Dataset excerpts:
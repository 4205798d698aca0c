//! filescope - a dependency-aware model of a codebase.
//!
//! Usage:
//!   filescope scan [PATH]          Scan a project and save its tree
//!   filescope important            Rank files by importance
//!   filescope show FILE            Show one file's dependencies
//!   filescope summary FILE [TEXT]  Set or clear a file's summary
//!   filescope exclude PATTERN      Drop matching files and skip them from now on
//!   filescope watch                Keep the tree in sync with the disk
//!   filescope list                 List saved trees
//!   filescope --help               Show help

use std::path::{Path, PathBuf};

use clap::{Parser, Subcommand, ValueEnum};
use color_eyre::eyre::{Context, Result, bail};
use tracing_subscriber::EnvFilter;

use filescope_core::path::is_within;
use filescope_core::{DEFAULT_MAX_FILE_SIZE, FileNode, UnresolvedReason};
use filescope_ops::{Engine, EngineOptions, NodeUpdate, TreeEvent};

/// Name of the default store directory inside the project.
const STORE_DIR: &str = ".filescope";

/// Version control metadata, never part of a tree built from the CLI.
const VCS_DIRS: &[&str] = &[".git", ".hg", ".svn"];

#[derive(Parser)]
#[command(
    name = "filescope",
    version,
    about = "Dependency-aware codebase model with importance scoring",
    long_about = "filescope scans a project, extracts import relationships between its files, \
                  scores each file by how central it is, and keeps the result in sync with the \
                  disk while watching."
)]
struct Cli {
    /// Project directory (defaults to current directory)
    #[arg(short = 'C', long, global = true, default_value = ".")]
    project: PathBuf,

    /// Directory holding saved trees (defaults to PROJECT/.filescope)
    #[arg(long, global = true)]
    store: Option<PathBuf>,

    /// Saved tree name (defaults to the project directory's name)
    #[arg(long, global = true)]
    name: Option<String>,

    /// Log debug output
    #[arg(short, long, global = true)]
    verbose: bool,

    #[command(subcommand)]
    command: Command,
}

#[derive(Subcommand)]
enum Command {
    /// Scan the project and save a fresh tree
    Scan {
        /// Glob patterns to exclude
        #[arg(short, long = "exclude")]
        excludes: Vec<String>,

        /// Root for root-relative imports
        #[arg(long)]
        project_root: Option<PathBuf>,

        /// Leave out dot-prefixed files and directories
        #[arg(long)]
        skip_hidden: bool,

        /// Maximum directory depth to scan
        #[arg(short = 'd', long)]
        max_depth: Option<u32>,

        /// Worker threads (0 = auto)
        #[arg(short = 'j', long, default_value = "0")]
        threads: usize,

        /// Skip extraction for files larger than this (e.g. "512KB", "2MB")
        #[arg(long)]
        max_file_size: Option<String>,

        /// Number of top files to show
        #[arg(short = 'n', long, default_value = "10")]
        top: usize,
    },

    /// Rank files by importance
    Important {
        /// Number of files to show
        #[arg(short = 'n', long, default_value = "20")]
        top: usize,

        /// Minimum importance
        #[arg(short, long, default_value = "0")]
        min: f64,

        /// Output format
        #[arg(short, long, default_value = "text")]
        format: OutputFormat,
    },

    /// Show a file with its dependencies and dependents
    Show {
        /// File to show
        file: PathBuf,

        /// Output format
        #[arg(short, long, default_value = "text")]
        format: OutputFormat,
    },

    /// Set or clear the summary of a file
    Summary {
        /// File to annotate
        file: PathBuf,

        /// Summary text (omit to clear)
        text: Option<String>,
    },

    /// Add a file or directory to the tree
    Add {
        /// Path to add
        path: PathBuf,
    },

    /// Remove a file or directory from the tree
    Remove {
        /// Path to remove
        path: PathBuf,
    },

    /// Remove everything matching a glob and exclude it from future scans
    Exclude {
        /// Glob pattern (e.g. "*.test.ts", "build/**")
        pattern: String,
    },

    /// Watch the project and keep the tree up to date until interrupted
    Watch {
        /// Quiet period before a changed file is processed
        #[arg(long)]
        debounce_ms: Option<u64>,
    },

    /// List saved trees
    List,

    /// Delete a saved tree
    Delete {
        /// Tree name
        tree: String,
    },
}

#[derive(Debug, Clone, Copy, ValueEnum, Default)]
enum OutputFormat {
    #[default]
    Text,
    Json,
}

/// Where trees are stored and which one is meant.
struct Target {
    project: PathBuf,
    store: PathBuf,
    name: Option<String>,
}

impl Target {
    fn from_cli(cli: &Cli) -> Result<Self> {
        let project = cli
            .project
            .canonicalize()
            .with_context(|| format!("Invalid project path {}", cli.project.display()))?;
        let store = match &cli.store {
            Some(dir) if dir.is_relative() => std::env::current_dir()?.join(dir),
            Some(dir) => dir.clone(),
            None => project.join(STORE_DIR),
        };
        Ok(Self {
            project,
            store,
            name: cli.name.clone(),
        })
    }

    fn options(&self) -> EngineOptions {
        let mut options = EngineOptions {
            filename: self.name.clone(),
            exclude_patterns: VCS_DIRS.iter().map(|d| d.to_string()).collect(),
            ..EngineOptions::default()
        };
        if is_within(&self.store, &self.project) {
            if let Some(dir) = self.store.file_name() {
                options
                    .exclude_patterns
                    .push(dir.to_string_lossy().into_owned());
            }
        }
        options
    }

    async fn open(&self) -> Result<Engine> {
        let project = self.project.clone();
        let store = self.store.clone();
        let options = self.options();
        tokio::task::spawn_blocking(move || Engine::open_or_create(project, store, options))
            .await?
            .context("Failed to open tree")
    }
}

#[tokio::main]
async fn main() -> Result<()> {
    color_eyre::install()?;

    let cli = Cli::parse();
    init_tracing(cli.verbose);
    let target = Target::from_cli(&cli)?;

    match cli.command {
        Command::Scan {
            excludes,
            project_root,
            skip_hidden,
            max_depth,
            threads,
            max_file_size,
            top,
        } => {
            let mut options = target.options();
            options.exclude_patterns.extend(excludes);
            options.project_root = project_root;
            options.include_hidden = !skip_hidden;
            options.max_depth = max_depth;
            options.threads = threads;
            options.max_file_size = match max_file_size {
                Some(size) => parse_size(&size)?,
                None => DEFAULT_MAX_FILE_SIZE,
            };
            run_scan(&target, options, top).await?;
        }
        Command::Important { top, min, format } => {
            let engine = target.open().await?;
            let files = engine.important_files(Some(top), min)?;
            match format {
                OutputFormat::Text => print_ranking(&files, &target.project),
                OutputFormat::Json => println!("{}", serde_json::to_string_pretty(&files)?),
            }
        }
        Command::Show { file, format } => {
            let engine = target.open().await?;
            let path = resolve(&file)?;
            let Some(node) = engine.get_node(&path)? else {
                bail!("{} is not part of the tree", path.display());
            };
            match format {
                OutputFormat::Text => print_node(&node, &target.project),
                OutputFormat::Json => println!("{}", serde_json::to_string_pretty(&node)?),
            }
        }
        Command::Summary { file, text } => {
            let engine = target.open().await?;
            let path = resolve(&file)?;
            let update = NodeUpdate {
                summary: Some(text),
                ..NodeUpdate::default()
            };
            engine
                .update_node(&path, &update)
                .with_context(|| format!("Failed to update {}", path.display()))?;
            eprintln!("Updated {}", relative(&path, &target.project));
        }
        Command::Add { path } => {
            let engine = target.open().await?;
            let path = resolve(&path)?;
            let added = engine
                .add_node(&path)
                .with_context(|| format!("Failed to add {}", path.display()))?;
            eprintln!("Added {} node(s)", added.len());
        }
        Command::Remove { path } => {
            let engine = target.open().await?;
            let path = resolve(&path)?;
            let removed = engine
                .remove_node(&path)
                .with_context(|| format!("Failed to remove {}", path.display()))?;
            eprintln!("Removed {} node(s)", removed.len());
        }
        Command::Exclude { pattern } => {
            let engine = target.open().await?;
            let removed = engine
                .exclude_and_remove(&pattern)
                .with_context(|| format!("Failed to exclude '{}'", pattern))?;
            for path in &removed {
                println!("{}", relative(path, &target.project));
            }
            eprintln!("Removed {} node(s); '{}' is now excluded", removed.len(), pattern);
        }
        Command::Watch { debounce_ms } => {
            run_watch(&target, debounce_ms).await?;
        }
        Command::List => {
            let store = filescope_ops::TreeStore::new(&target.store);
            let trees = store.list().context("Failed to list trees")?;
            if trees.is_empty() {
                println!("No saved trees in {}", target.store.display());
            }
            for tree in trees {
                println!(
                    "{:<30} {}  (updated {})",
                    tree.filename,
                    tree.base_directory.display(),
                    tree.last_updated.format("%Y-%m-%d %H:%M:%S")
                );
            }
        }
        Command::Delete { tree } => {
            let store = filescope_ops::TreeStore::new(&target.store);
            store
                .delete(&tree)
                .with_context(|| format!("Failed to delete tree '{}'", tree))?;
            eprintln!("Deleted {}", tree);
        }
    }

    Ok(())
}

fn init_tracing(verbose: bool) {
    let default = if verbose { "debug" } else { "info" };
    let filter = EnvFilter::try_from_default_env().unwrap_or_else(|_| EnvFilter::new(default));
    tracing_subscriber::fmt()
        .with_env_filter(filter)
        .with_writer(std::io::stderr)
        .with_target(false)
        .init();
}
* * *
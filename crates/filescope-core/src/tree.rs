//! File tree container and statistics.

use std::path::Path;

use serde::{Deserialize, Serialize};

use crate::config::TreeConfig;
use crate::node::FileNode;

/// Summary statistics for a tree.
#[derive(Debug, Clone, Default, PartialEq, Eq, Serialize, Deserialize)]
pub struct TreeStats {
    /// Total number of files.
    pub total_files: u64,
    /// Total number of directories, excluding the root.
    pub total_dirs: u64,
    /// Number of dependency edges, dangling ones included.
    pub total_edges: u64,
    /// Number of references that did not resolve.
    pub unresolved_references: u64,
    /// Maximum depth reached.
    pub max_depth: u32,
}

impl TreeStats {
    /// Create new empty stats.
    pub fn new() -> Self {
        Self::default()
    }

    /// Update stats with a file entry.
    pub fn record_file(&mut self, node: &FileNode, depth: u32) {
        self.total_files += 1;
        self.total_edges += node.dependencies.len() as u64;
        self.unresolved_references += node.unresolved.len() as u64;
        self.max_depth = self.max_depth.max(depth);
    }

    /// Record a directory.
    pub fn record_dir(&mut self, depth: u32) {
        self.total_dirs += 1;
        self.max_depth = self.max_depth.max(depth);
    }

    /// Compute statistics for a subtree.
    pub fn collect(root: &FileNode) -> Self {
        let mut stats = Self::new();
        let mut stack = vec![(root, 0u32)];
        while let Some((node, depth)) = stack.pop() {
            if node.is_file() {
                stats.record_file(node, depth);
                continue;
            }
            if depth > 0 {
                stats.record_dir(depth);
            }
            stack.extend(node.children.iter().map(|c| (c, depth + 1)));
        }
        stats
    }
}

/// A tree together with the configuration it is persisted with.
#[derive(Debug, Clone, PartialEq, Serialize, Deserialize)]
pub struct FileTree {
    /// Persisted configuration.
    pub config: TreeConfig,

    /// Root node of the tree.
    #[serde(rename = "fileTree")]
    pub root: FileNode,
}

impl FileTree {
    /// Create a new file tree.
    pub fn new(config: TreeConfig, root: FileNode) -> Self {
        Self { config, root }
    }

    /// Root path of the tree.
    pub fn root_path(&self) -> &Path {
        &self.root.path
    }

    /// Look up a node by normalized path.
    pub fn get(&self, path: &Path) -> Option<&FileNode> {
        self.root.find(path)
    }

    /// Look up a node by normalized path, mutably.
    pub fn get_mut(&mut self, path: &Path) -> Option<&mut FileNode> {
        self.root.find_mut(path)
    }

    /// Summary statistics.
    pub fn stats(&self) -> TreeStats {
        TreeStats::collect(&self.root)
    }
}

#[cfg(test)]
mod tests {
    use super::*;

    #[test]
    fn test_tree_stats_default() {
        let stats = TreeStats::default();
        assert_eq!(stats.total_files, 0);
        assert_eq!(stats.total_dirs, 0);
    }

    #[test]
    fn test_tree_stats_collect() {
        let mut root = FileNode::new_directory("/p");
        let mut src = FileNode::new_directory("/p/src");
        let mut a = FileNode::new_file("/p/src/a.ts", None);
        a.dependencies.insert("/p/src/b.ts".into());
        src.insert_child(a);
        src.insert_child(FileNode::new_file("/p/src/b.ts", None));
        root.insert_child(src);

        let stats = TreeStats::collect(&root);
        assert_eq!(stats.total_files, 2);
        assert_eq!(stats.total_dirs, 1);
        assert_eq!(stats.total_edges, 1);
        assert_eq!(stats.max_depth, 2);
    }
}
* * *
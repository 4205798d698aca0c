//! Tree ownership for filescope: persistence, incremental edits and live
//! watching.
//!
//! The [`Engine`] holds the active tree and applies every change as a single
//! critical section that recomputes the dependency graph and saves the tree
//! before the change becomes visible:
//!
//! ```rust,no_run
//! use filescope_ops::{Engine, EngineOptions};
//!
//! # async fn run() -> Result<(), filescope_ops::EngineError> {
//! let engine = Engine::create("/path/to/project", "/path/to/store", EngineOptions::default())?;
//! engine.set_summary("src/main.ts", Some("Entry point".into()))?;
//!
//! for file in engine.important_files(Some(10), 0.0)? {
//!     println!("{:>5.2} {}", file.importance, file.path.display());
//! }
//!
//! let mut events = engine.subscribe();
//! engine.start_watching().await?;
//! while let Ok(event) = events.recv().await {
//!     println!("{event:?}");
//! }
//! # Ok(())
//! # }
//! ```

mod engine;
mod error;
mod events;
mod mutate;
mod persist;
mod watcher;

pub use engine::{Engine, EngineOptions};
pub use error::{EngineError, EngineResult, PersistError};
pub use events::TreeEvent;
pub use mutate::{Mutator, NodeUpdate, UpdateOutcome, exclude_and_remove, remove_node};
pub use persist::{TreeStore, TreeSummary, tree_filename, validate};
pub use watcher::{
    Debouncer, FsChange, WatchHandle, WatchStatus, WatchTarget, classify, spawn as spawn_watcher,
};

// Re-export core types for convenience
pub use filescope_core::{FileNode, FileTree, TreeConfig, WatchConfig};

Exercise prompt:
In the listing, how many lines hold "verbose"? Answer with a bare number.

Answer:
4